Mit diesen Worten verneigte sie sich vor dem Kaplan, und dieser, so glühender Eifer ihn auch beseelte, meinte doch nicht, solchem Winke gegenüber seine Anwesenheit länger ausdehnen zu dürfen, sondern wandte sich nach einer tiefen Verbeugung, um das Zimmer zu verlassen. Doch Maria nahm noch einmal das Wort.

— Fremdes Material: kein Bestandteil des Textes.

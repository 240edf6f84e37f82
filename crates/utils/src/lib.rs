use rand::Rng;

const CHARSET: &[u8] = b"ABCDEFGHIJKLMNOPQRSTUVWXYZ\
                            abcdefghijklmnopqrstuvwxyz\
                            0123456789";

/// Alphanumeric secret, used for the shared inbound webhook secret
/// when none is configured.
pub fn create_random_secret(secret_len: usize) -> String {
    let mut rng = rand::thread_rng();

    (0..secret_len)
        .map(|_| CHARSET[rng.gen_range(0..CHARSET.len())] as char)
        .collect()
}
use serde::{de::Visitor, Deserialize, Serialize};
use std::{fmt::Display, str::FromStr};
use thiserror::Error;
use uuid::Uuid;

pub trait Entity {
    fn id(&self) -> &ID;
    fn eq(&self, other: &Self) -> bool {
        self.id() == other.id()
    }
}

#[derive(Debug, Clone, PartialEq, Eq, Hash, PartialOrd, Ord)]
pub struct ID(Uuid);

impl ID {
    pub fn new() -> Self {
        Self(Uuid::new_v4())
    }

    pub fn as_string(&self) -> String {
        self.0.to_string()
    }

    pub fn inner_ref(&self) -> &Uuid {
        &self.0
    }

    /// Numeric key derived from the low 64 bits of the id
    pub fn as_u64(&self) -> u64 {
        self.0.as_u128() as u64
    }
}

impl Default for ID {
    fn default() -> Self {
        Self::new()
    }
}

impl From<Uuid> for ID {
    fn from(e: Uuid) -> Self {
        Self(e)
    }
}

impl From<ID> for Uuid {
    fn from(e: ID) -> Self {
        e.0
    }
}

impl Display for ID {
    fn fmt(&self, f: &mut std::fmt::Formatter<'_>) -> std::fmt::Result {
        write!(f, "{}", self.as_string())
    }
}

#[derive(Error, Debug)]
pub enum InvalidIDError {
    #[error("ID: {0} is malformed")]
    Malformed(String),
}

impl FromStr for ID {
    type Err = InvalidIDError;

    fn from_str(s: &str) -> Result<Self, Self::Err> {
        Uuid::parse_str(s)
            .map(Self)
            .map_err(|_| InvalidIDError::Malformed(s.to_string()))
    }
}

impl Serialize for ID {
    fn serialize<S>(&self, serializer: S) -> Result<S::Ok, S::Error>
    where
        S: serde::Serializer,
    {
        serializer.serialize_str(&self.as_string())
    }
}

impl<'de> Deserialize<'de> for ID {
    fn deserialize<D>(deserializer: D) -> Result<Self, D::Error>
    where
        D: serde::Deserializer<'de>,
    {
        struct IDVisitor;

        impl<'de> Visitor<'de> for IDVisitor {
            type Value = ID;

            fn expecting(&self, formatter: &mut std::fmt::Formatter) -> std::fmt::Result {
                formatter.write_str("A valid string id representation")
            }

            fn visit_str<E>(self, value: &str) -> Result<ID, E>
            where
                E: serde::de::Error,
            {
                value
                    .parse::<ID>()
                    .map_err(|_| E::custom(format!("Malformed id: {}", value)))
            }
        }

        deserializer.deserialize_str(IDVisitor)
    }
}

»Tut mir in Euren Gedanken nicht unrecht, Herr,« sagte sie; »sollte sich mein Aufenthalt in dieser Burg verlängern, sollten weder meine meuterischen Untertanen ihr Unrecht bereuen lernen, noch die mir treu gebliebenen die Oberhand gewinnen, dann könnte ja vielleicht der Fall eintreten, daß es meinen Ohren nicht unangenehm wäre, einen Mann anzuhören, der so verständig und teilnahmsvoll zu sein scheint wie Ihr; dann lasse ich es vielleicht, auf die Gefahr hin, von Euch belächelt zu werden, auf einen Versuch in dem von Euch angedeuteten Sinne ankommen, aber das müssen wir späteren Zeiten überlassen, und inzwischen mag unsre liebe Lady über meinen Pagen verfügen, wie es ihr gefällt.«

Hierauf wandte sie sich an Roland.

»Hier, mein lieber junger Freund, nimm die kleine Börse! es sind ein Paar Goldstücke drin, geprägt mit meinem eignen, nichtssagenden Gesichte, und doch hab ich sie immer wirksamer gegen als für mich gefunden – grad so wie meine eignen Untertanen die Waffen gegen mich ergreifen und meinen eignen Namen als Losung und Feldgeschrei gegen mich gebrauchen – da, Freund! nimm die paar Goldfüchse und amüsiere Dich auf dem Feste drüben! tanze, jubiliere, laufe, springe, liebe, drüben in der Stadt ist alles passabel, aber hier in diesem Kastell müßte jemand mehr als Quecksilber in den Adern haben, wollte er lustig sein.«

»Aber, gnädigste Dame,« wandte der Kaplan ein, »wozu ermuntert Ihr diesen Jüngling, da doch die Zeit enteilt und unser die Ewigkeit harret. Läßt sich das Heil durch eitle Lust erringen? lassen sich fromme Werke üben ohne Zittern und Zagen?«

»Furcht und Zittern,« erwiderte die Königin, »sind Maria Stuart fremd; aber siechen Herzens bin ich, und Wir möchten nicht ferner in Unsrer Ruhe gestört sein durch weitern Disput, Drum bitt ich, Herr, mit aller Schonung, die mit solcher Bitte vereinbar ist, Ihr wollet Euch anderswohin verfügen.«

Und durch die Aufnahme, die ihm zu teil geworden, mehr gedemütigt als erfreut, entfernte sich der Kaplan, und bald nach ihm verließ auch Roland Gräme seine Gebieterin, um sich von Lady Lochleven die Weisungen für den ihm zugedachten Auftrag zu holen,

»Unser Kämmerer oder, wie er sich doch nennt, törichterweise, Doktor Lukas Lundin drüben in Kinroß, wird Dich belehren über Zweck und Aufgabe der kleinen Reise, Im übrigen vergiß nicht, daß man Vertrauen in Dich setzt. Zeige Dich also desselben würdig!«

Er eilte in sein kleines Stäbchen und legte seine schmuckeren Pagenkleider von Avenel an statt der schwarzen, die von Maria Stuart in Lochleven nur gelitten wurden. Dryfesdale, der Hausmeier, wartete schon am Bootsplatz und trieb zur Eile. Roland sprang in das Boot und war bald am andern Ufer, wo er sich sogleich nach dem Kämmerer Lundin erkundigte. Aber dieser hatte schon gehört, daß ein Bote von Lochleven da sei und ihn sprechen wolle, und kam Roland halbwegs entgegen.